Start of Source information
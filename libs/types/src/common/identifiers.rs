//! # Typed Byte Identifiers
//!
//! 32-byte values travel everywhere in this system: token categories, transaction
//! ids, covenant code hashes, admin key hashes. Each gets its own zero-cost
//! wrapper so a code hash can never be passed where a category is expected.
//!
//! ```rust
//! use facet_types::{CategoryId, TxId};
//!
//! let genesis = TxId::new([7u8; 32]);
//! // A category id is the txid of the outpoint its genesis transaction spends first.
//! let category = CategoryId::from(genesis);
//! assert_eq!(category.to_hex(), "07".repeat(32));
//! ```

use serde::{Deserialize, Serialize};

/// Macro for generating strongly typed 32-byte identifiers
///
/// Every generated type is `Copy`, orderable, hex-printable and serializes as its
/// inner byte array.
#[macro_export]
macro_rules! define_typed_wrapper {
    (
        $(#[$meta:meta])*
        $name:ident, $len:expr
    ) => {
        $(#[$meta])*
        #[derive(
            Debug,
            Clone,
            Copy,
            PartialEq,
            Eq,
            PartialOrd,
            Ord,
            Hash,
            Default,
            serde::Serialize,
            serde::Deserialize
        )]
        #[repr(transparent)]
        pub struct $name(pub [u8; $len]);

        impl $name {
            /// Width of the identifier in bytes
            pub const LEN: usize = $len;

            /// Create a new typed wrapper
            #[inline(always)]
            pub const fn new(inner: [u8; $len]) -> Self {
                Self(inner)
            }

            /// Extract the inner value by value
            #[inline(always)]
            pub const fn into_inner(self) -> [u8; $len] {
                self.0
            }

            /// Borrow the raw bytes
            #[inline(always)]
            pub fn as_bytes(&self) -> &[u8] {
                &self.0
            }

            /// Lower-case hex without prefix
            pub fn to_hex(&self) -> String {
                hex::encode(self.0)
            }

            /// Parse from hex, with or without a `0x` prefix
            pub fn from_hex(input: &str) -> Result<Self, hex::FromHexError> {
                let trimmed = input.strip_prefix("0x").unwrap_or(input);
                let mut bytes = [0u8; $len];
                hex::decode_to_slice(trimmed, &mut bytes)?;
                Ok(Self(bytes))
            }
        }

        impl std::fmt::Display for $name {
            fn fmt(&self, f: &mut std::fmt::Formatter<'_>) -> std::fmt::Result {
                write!(f, "{}(0x{})", stringify!($name), self.to_hex())
            }
        }

        impl From<[u8; $len]> for $name {
            #[inline(always)]
            fn from(inner: [u8; $len]) -> Self {
                Self(inner)
            }
        }

        impl From<$name> for [u8; $len] {
            #[inline(always)]
            fn from(wrapper: $name) -> [u8; $len] {
                wrapper.0
            }
        }

        impl AsRef<[u8]> for $name {
            #[inline(always)]
            fn as_ref(&self) -> &[u8] {
                &self.0
            }
        }
    };
}

define_typed_wrapper!(
    /// Token category identifier, stable for the lifetime of a deployed facet
    CategoryId, 32
);

define_typed_wrapper!(
    /// Transaction identifier
    TxId, 32
);

define_typed_wrapper!(
    /// Hash of the covenant bytecode a registry token commits to
    CodeHash, 32
);

define_typed_wrapper!(
    /// SHA-256 hash of an admin public key
    KeyHash, 32
);

impl From<TxId> for CategoryId {
    fn from(txid: TxId) -> Self {
        CategoryId(txid.0)
    }
}

/// Reference to a transaction output
#[derive(Debug, Clone, Copy, PartialEq, Eq, PartialOrd, Ord, Hash, Serialize, Deserialize)]
pub struct Outpoint {
    pub txid: TxId,
    pub vout: u32,
}

impl Outpoint {
    pub const fn new(txid: TxId, vout: u32) -> Self {
        Self { txid, vout }
    }

    /// Canonical 36-byte encoding (txid followed by big-endian index)
    pub fn to_bytes(&self) -> [u8; 36] {
        let mut out = [0u8; 36];
        out[..32].copy_from_slice(&self.txid.0);
        out[32..].copy_from_slice(&self.vout.to_be_bytes());
        out
    }
}

impl std::fmt::Display for Outpoint {
    fn fmt(&self, f: &mut std::fmt::Formatter<'_>) -> std::fmt::Result {
        write!(f, "{}:{}", self.txid.to_hex(), self.vout)
    }
}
End of Source information
_Task requirements_
Give an exact transcription of the data shown above.

_Written response_
filename libs/types/src/common/identifiers.rs
//! # Typed Byte Identifiers
//!
//! 32-byte values travel everywhere in this system: token categories, transaction
//! ids, covenant code hashes, admin key hashes. Each gets its own zero-cost
//! wrapper so a code hash can never be passed where a category is expected.
//!
//! ```rust
//! use facet_types::{CategoryId, TxId};
//!
//! let genesis = TxId::new([7u8; 32]);
//! // A category id is the txid of the outpoint its genesis transaction spends first.
//! let category = CategoryId::from(genesis);
//! assert_eq!(category.to_hex(), "07".repeat(32));
//! ```

use serde::{Deserialize, Serialize};

/// Macro for generating strongly typed 32-byte identifiers
///
/// Every generated type is `Copy`, orderable, hex-printable and serializes as its
/// inner byte array.
#[macro_export]
macro_rules! define_typed_wrapper {
    (
        $(#[$meta:meta])*
        $name:ident, $len:expr
    ) => {
        $(#[$meta])*
        #[derive(
            Debug,
            Clone,
            Copy,
            PartialEq,
            Eq,
            PartialOrd,
            Ord,
            Hash,
            Default,
            serde::Serialize,
            serde::Deserialize
        )]
        #[repr(transparent)]
        pub struct $name(pub [u8; $len]);

        impl $name {
            /// Width of the identifier in bytes
            pub const LEN: usize = $len;

            /// Create a new typed wrapper
            #[inline(always)]
            pub const fn new(inner: [u8; $len]) -> Self {
                Self(inner)
            }

            /// Extract the inner value by value
            #[inline(always)]
            pub const fn into_inner(self) -> [u8; $len] {
                self.0
            }

            /// Borrow the raw bytes
            #[inline(always)]
            pub fn as_bytes(&self) -> &[u8] {
                &self.0
            }

            /// Lower-case hex without prefix
            pub fn to_hex(&self) -> String {
                hex::encode(self.0)
            }

            /// Parse from hex, with or without a `0x` prefix
            pub fn from_hex(input: &str) -> Result<Self, hex::FromHexError> {
                let trimmed = input.strip_prefix("0x").unwrap_or(input);
                let mut bytes = [0u8; $len];
                hex::decode_to_slice(trimmed, &mut bytes)?;
                Ok(Self(bytes))
            }
        }

        impl std::fmt::Display for $name {
            fn fmt(&self, f: &mut std::fmt::Formatter<'_>) -> std::fmt::Result {
                write!(f, "{}(0x{})", stringify!($name), self.to_hex())
            }
        }

        impl From<[u8; $len]> for $name {
            #[inline(always)]
            fn from(inner: [u8; $len]) -> Self {
                Self(inner)
            }
        }

        impl From<$name> for [u8; $len] {
            #[inline(always)]
            fn from(wrapper: $name) -> [u8; $len] {
                wrapper.0
            }
        }

        impl AsRef<[u8]> for $name {
            #[inline(always)]
            fn as_ref(&self) -> &[u8] {
                &self.0
            }
        }
    };
}

define_typed_wrapper!(
    /// Token category identifier, stable for the lifetime of a deployed facet
    CategoryId, 32
);

define_typed_wrapper!(
    /// Transaction identifier
    TxId, 32
);

define_typed_wrapper!(
    /// Hash of the covenant bytecode a registry token commits to
    CodeHash, 32
);

define_typed_wrapper!(
    /// SHA-256 hash of an admin public key
    KeyHash, 32
);

impl From<TxId> for CategoryId {
    fn from(txid: TxId) -> Self {
        CategoryId(txid.0)
    }
}

/// Reference to a transaction output
#[derive(Debug, Clone, Copy, PartialEq, Eq, PartialOrd, Ord, Hash, Serialize, Deserialize)]
pub struct Outpoint {
    pub txid: TxId,
    pub vout: u32,
}

impl Outpoint {
    pub const fn new(txid: TxId, vout: u32) -> Self {
        Self { txid, vout }
    }

    /// Canonical 36-byte encoding (txid followed by big-endian index)
    pub fn to_bytes(&self) -> [u8; 36] {
        let mut out = [0u8; 36];
        out[..32].copy_from_slice(&self.txid.0);
        out[32..].copy_from_slice(&self.vout.to_be_bytes());
        out
    }
}

impl std::fmt::Display for Outpoint {
    fn fmt(&self, f: &mut std::fmt::Formatter<'_>) -> std::fmt::Result {
        write!(f, "{}:{}", self.txid.to_hex(), self.vout)
    }
}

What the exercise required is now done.